:: Records supplied ::

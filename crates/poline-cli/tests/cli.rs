//! Command-line behaviour of the `poline` binary.

use std::fs;
use std::path::{Path, PathBuf};

use assert_cmd::Command;
use predicates::prelude::*;
use tempfile::TempDir;

const INVOICE: &str = "Invoice # CS003837319\n\
Order Date: 03/07/2024\n\
Item | UPC | Description | Ord | Alloc | Ship | BkOrd | U/M | List Price | Your Price | Amount\n\
XS9826A | 191009727774 | 6\"H Metal Ballerina Ornament | 24 | 0 | 0 | 24 | each | 2.00 | 1.60 | 38.40\n";

fn poline() -> Command {
    Command::cargo_bin("poline").unwrap()
}

/// An empty config file, so tests never read the user's configuration.
fn config_file(dir: &Path) -> PathBuf {
    let path = dir.join("config.json");
    fs::write(&path, "{}").unwrap();
    path
}

#[test]
fn process_writes_csv_rows() {
    let dir = TempDir::new().unwrap();
    let config = config_file(dir.path());
    let input = dir.path().join("invoice.txt");
    fs::write(&input, INVOICE).unwrap();

    poline()
        .arg("--config")
        .arg(&config)
        .args(["process", "--format", "csv", "--vendor", "Creative-Coop"])
        .arg(&input)
        .assert()
        .success()
        .stdout(predicate::str::contains(
            "Order Date,Vendor,Invoice Number,Description,Unit Price,Quantity",
        ))
        .stdout(predicate::str::contains("03/07/2024,Creative-Coop,CS003837319,"))
        .stdout(predicate::str::contains("Metal Ballerina Ornament"))
        .stdout(predicate::str::contains(",$1.60,24"));
}

#[test]
fn process_writes_json_to_output_file() {
    let dir = TempDir::new().unwrap();
    let config = config_file(dir.path());
    let input = dir.path().join("invoice.txt");
    let output = dir.path().join("items.json");
    fs::write(&input, INVOICE).unwrap();

    poline()
        .arg("--config")
        .arg(&config)
        .arg("process")
        .arg(&input)
        .arg("--output")
        .arg(&output)
        .assert()
        .success();

    let json: serde_json::Value = serde_json::from_str(&fs::read_to_string(&output).unwrap()).unwrap();
    assert_eq!(json["items"][0]["product_code"], "XS9826A");
    assert_eq!(json["items"][0]["quantity"], 24);
    assert_eq!(json["report"]["candidates"], 1);
}

#[test]
fn process_rejects_missing_input() {
    poline()
        .args(["process", "does-not-exist.txt"])
        .assert()
        .failure()
        .stderr(predicate::str::contains("Input file not found"));
}

#[test]
fn process_rejects_unsupported_format() {
    let dir = TempDir::new().unwrap();
    let input = dir.path().join("scan.png");
    fs::write(&input, [0u8; 4]).unwrap();

    poline()
        .arg("process")
        .arg(&input)
        .assert()
        .failure()
        .stderr(predicate::str::contains("Unsupported file format"));
}

#[test]
fn batch_writes_outputs_and_summary() {
    let dir = TempDir::new().unwrap();
    let config = config_file(dir.path());
    let inputs = dir.path().join("inputs");
    let out = dir.path().join("out");
    fs::create_dir_all(&inputs).unwrap();
    fs::write(inputs.join("a.txt"), INVOICE).unwrap();
    fs::write(inputs.join("b.txt"), "DF6802 | Stoneware Vase | 12 | each | 6.80\n").unwrap();

    poline()
        .arg("--config")
        .arg(&config)
        .arg("batch")
        .arg(format!("{}/*.txt", inputs.display()))
        .arg("--output-dir")
        .arg(&out)
        .args(["--format", "csv", "--summary"])
        .assert()
        .success()
        .stderr(predicate::str::contains("2 successful"));

    assert!(out.join("a.csv").exists());
    assert!(fs::read_to_string(out.join("b.csv")).unwrap().contains("DF6802 - Stoneware Vase"));

    let summary = fs::read_to_string(out.join("summary.csv")).unwrap();
    assert!(summary.starts_with("filename,status,invoice_number"));
    assert!(summary.contains("a.txt,success,CS003837319,03/07/2024,1,"));
}

#[test]
fn batch_without_matches_fails() {
    let dir = TempDir::new().unwrap();

    poline()
        .arg("batch")
        .arg(format!("{}/*.json", dir.path().display()))
        .assert()
        .failure()
        .stderr(predicate::str::contains("No matching files"));
}

#[test]
fn config_init_get_and_set() {
    let dir = TempDir::new().unwrap();
    let path = dir.path().join("poline.json");

    poline()
        .args(["config", "init", "--output"])
        .arg(&path)
        .assert()
        .success();

    poline()
        .arg("--config")
        .arg(&path)
        .args(["config", "get", "processing.parallel_page_threshold"])
        .assert()
        .success()
        .stdout(predicate::str::contains("10"));

    poline()
        .arg("--config")
        .arg(&path)
        .args(["config", "set", "processing.parallel", "false"])
        .assert()
        .success();

    let saved: serde_json::Value = serde_json::from_str(&fs::read_to_string(&path).unwrap()).unwrap();
    assert_eq!(saved["processing"]["parallel"], false);

    poline()
        .arg("--config")
        .arg(&path)
        .args(["config", "get", "processing.nope"])
        .assert()
        .failure()
        .stderr(predicate::str::contains("Configuration key not found"));
}

#[test]
fn config_init_refuses_to_overwrite() {
    let dir = TempDir::new().unwrap();
    let path = dir.path().join("poline.json");
    fs::write(&path, "{}").unwrap();

    poline()
        .args(["config", "init", "--output"])
        .arg(&path)
        .assert()
        .failure()
        .stderr(predicate::str::contains("--force"));
}

#[test]
fn config_validate_reports_broken_pattern() {
    let dir = TempDir::new().unwrap();
    let path = dir.path().join("poline.json");
    fs::write(
        &path,
        r#"{ "extraction": { "code_families": [ { "name": "broken", "pattern": "(\\d+" } ] } }"#,
    )
    .unwrap();

    poline()
        .arg("--config")
        .arg(&path)
        .args(["config", "validate"])
        .assert()
        .failure()
        .stderr(predicate::str::contains("broken"));
}
//! Line-item extraction: rules, validation and the chunked document processor.

pub mod chunk;
pub mod observer;
pub mod processor;
pub mod rules;
pub mod validator;

pub use chunk::{plan_chunks, DocumentChunk};
pub use observer::{
    ExtractionObserver, Field, NoopObserver, ObservedEvent, ProcessorState, RecordingObserver, TierEvent, TierOutcome,
    TracingObserver,
};
pub use processor::{DocumentProcessor, ExtractionCandidate, ProcessingOutcome, ProcessingReport};
pub use validator::{DraftItem, PatternReason, PlaceholderPattern, Validator};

:::

● Task details:
What lines in the material include the string "Ballerina"? Pull each one out.

● Exercise solution:
XS9826A | 191009727774 | 6\"H Metal Ballerina Ornament | 24 | 0 | 0 | 24 | each | 2.00 | 1.60 | 38.40\n";
        .stdout(predicate::str::contains("Metal Ballerina Ornament"))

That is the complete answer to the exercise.